Ia duduk di bagian kasir. Di sebuah toko antik yang cukup sepi dari pengunjung. Membolak-balik majalah sambil sesekali tersenyum kecil. Wajah sampingnya nampak dari pintu utama, membuatnya lebih menarik dari apapun. Pekerja paruh waktu yang manis.
Namanya Park Chanyeol. Mataku hanya sedikit mencuri pandang pada nametag yang tertempel di dada kirinya.
Aku masih di sini, mondar-mandir tidak jelas di setiap bilik yang disamping kiri-kanannya berisi penuh barang-barang antik, ditata sedemikian rupa oleh tangannya yang ramping. Masih berpura-pura untuk berbelanja di sini. Padahal hatiku telah merasakan debaran aneh sedari tadi. Hingga berakhir dengan membeli barang yang tidak jelas.

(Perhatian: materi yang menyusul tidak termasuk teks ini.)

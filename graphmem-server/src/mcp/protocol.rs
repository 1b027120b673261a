// Copyright 2025 Graphmem (https://github.com/graphmem)
//
// This program is free software: you can redistribute it and/or modify
// it under the terms of the GNU Affero General Public License as published by
// the Free Software Foundation, either version 3 of the License, or
// (at your option) any later version.
//
// This program is distributed in the hope that it will be useful,
// but WITHOUT ANY WARRANTY; without even the implied warranty of
// MERCHANTABILITY or FITNESS FOR A PARTICULAR PURPOSE. See the
// GNU Affero General Public License for more details.
//
// You should have received a copy of the GNU Affero General Public License
// along with this program. If not, see <https://www.gnu.org/licenses/>.

//! JSON-RPC 2.0 message types for the MCP tool protocol.

use serde::{Deserialize, Serialize};
use std::collections::HashMap;

/// JSON-RPC 2.0 protocol version
pub const JSONRPC_VERSION: &str = "2.0";

/// MCP protocol version
pub const MCP_PROTOCOL_VERSION: &str = "2024-11-05";

/// JSON-RPC 2.0 Request
#[derive(Debug, Clone, Serialize, Deserialize)]
pub struct JsonRpcRequest {
    pub jsonrpc: String,
    pub method: String,
    #[serde(skip_serializing_if = "Option::is_none")]
    pub params: Option<serde_json::Value>,
    /// Notifications carry no id.
    #[serde(default)]
    pub id: JsonRpcId,
}

/// JSON-RPC 2.0 Response
#[derive(Debug, Clone, Serialize, Deserialize)]
pub struct JsonRpcResponse {
    pub jsonrpc: String,
    #[serde(skip_serializing_if = "Option::is_none")]
    pub result: Option<serde_json::Value>,
    #[serde(skip_serializing_if = "Option::is_none")]
    pub error: Option<JsonRpcError>,
    pub id: JsonRpcId,
}

/// JSON-RPC 2.0 ID (string, number, or null)
#[derive(Debug, Clone, Default, Serialize, Deserialize, PartialEq, Eq, Hash)]
#[serde(untagged)]
pub enum JsonRpcId {
    String(String),
    Number(i64),
    #[default]
    Null,
}

/// JSON-RPC 2.0 Error
#[derive(Debug, Clone, Serialize, Deserialize)]
pub struct JsonRpcError {
    pub code: i32,
    pub message: String,
    #[serde(skip_serializing_if = "Option::is_none")]
    pub data: Option<serde_json::Value>,
}

impl JsonRpcError {
    pub fn invalid_request(message: impl Into<String>) -> Self {
        Self {
            code: -32600,
            message: message.into(),
            data: None,
        }
    }

    pub fn method_not_found(method: &str) -> Self {
        Self {
            code: -32601,
            message: format!("Method not found: {}", method),
            data: None,
        }
    }

    pub fn invalid_params(message: impl Into<String>) -> Self {
        Self {
            code: -32602,
            message: message.into(),
            data: None,
        }
    }

    pub fn internal_error(message: impl Into<String>) -> Self {
        Self {
            code: -32603,
            message: message.into(),
            data: None,
        }
    }
}

impl JsonRpcResponse {
    pub fn success(id: JsonRpcId, result: serde_json::Value) -> Self {
        Self {
            jsonrpc: JSONRPC_VERSION.to_string(),
            result: Some(result),
            error: None,
            id,
        }
    }

    pub fn error(id: JsonRpcId, error: JsonRpcError) -> Self {
        Self {
            jsonrpc: JSONRPC_VERSION.to_string(),
            result: None,
            error: Some(error),
            id,
        }
    }
}

// =============================================================================
// MCP types
// =============================================================================

#[derive(Debug, Clone, Serialize, Deserialize, Default)]
pub struct ServerCapabilities {
    #[serde(skip_serializing_if = "Option::is_none")]
    pub tools: Option<ToolsCapability>,
    #[serde(skip_serializing_if = "Option::is_none")]
    pub logging: Option<LoggingCapability>,
}

#[derive(Debug, Clone, Serialize, Deserialize, Default)]
pub struct ToolsCapability {
    #[serde(rename = "listChanged")]
    pub list_changed: bool,
}

#[derive(Debug, Clone, Serialize, Deserialize, Default)]
pub struct LoggingCapability {}

#[derive(Debug, Clone, Serialize, Deserialize)]
pub struct ServerInfo {
    pub name: String,
    pub version: String,
}

#[derive(Debug, Clone, Serialize, Deserialize)]
pub struct InitializeResult {
    #[serde(rename = "protocolVersion")]
    pub protocol_version: String,
    pub capabilities: ServerCapabilities,
    #[serde(rename = "serverInfo")]
    pub server_info: ServerInfo,
}

/// A tool advertised through `tools/list`.
#[derive(Debug, Clone, Serialize, Deserialize)]
pub struct Tool {
    pub name: String,
    #[serde(skip_serializing_if = "Option::is_none")]
    pub description: Option<String>,
    #[serde(rename = "inputSchema")]
    pub input_schema: serde_json::Value,
}

#[derive(Debug, Clone, Serialize, Deserialize)]
pub struct ListToolsResult {
    pub tools: Vec<Tool>,
}

#[derive(Debug, Clone, Serialize, Deserialize)]
pub struct CallToolParams {
    pub name: String,
    #[serde(default)]
    pub arguments: HashMap<String, serde_json::Value>,
}

#[derive(Debug, Clone, Serialize, Deserialize)]
#[serde(tag = "type")]
pub enum ToolContent {
    #[serde(rename = "text")]
    Text { text: String },
}

#[derive(Debug, Clone, Serialize, Deserialize)]
pub struct CallToolResult {
    pub content: Vec<ToolContent>,
    #[serde(rename = "isError", skip_serializing_if = "Option::is_none")]
    pub is_error: Option<bool>,
}

impl CallToolResult {
    pub fn json(value: &serde_json::Value) -> Self {
        Self {
            content: vec![ToolContent::Text {
                text: serde_json::to_string_pretty(value).unwrap_or_else(|_| value.to_string()),
            }],
            is_error: None,
        }
    }

    pub fn error(value: &serde_json::Value) -> Self {
        Self {
            content: vec![ToolContent::Text {
                text: serde_json::to_string_pretty(value).unwrap_or_else(|_| value.to_string()),
            }],
            is_error: Some(true),
        }
    }
}

#[cfg(test)]
mod tests {
    use super::*;

    #[test]
    fn requests_without_id_parse_as_notifications() {
        let request: JsonRpcRequest = serde_json::from_str(
            r#"{"jsonrpc": "2.0", "method": "notifications/initialized"}"#,
        )
        .unwrap();
        assert_eq!(request.id, JsonRpcId::Null);
        assert_eq!(request.method, "notifications/initialized");
    }

    #[test]
    fn response_shapes() {
        let ok = JsonRpcResponse::success(JsonRpcId::Number(1), serde_json::json!({"x": 1}));
        assert!(ok.result.is_some() && ok.error.is_none());

        let err = JsonRpcResponse::error(
            JsonRpcId::String("a".into()),
            JsonRpcError::method_not_found("nope"),
        );
        assert!(err.result.is_none());
        assert_eq!(err.error.unwrap().code, -32601);
    }

    #[test]
    fn tool_result_serialization() {
        let result = CallToolResult::json(&serde_json::json!({"status": "ok"}));
        let value = serde_json::to_value(&result).unwrap();
        assert_eq!(value["content"][0]["type"], "text");
        assert!(value.get("isError").is_none());

        let failed = CallToolResult::error(&serde_json::json!({"error": {"kind": "not_found"}}));
        let value = serde_json::to_value(&failed).unwrap();
        assert_eq!(value["isError"], true);
    }
}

Mata indahnya selalu melihatku datang kemari tanpa membawa teman, selalu sendirian. Lalu memberi barang-barang yang seharusnya tidak kubeli —asal ambil saja. Dan aku sungguh dapat menduga bahwa Chanyeol telah menganggap diriku sebagai orang yang aneh. Iya bukan?
Boneka babi dan pispot warna emas. Entah kenapa, tiba-tiba saja aku membeli barang-barang tersebut. Menyerahkannya pada Chanyeol yang tersenyum lembut di balik meja kasir. Padahal tanpa disadari, barang-barang itulah yang membuat kamarku saat ini menjadi lebih sempit. Seolah penuh dengan cinta dan debaran yang 'antik.'
Sejak saat itu, aku sering datang berkali-kali ke bangunan sederhana yang terletak di pinggir jalan ini.
Hingga suatu ketika, sebuah hal menakjubkan benar-benar kualami di toko antik tersebut. Sepatu besar dan cermin berkarat yang kubeli hari itu. Kedua netra bulat milik Chanyeol nampak melihat kearahku. Kemudian, memperlihatkan senyuman manis yang kembali membuat jantungku berdetak kelewat batas.
"Kau mempunyai hobi yang aneh." ucapnya, aku sedikit tersentak dengan suara rendahnya. Ia berkomentar tentang rutinitasku yang ku akui memang terlihat konyol; mengumpulkan barang antik setiap hari.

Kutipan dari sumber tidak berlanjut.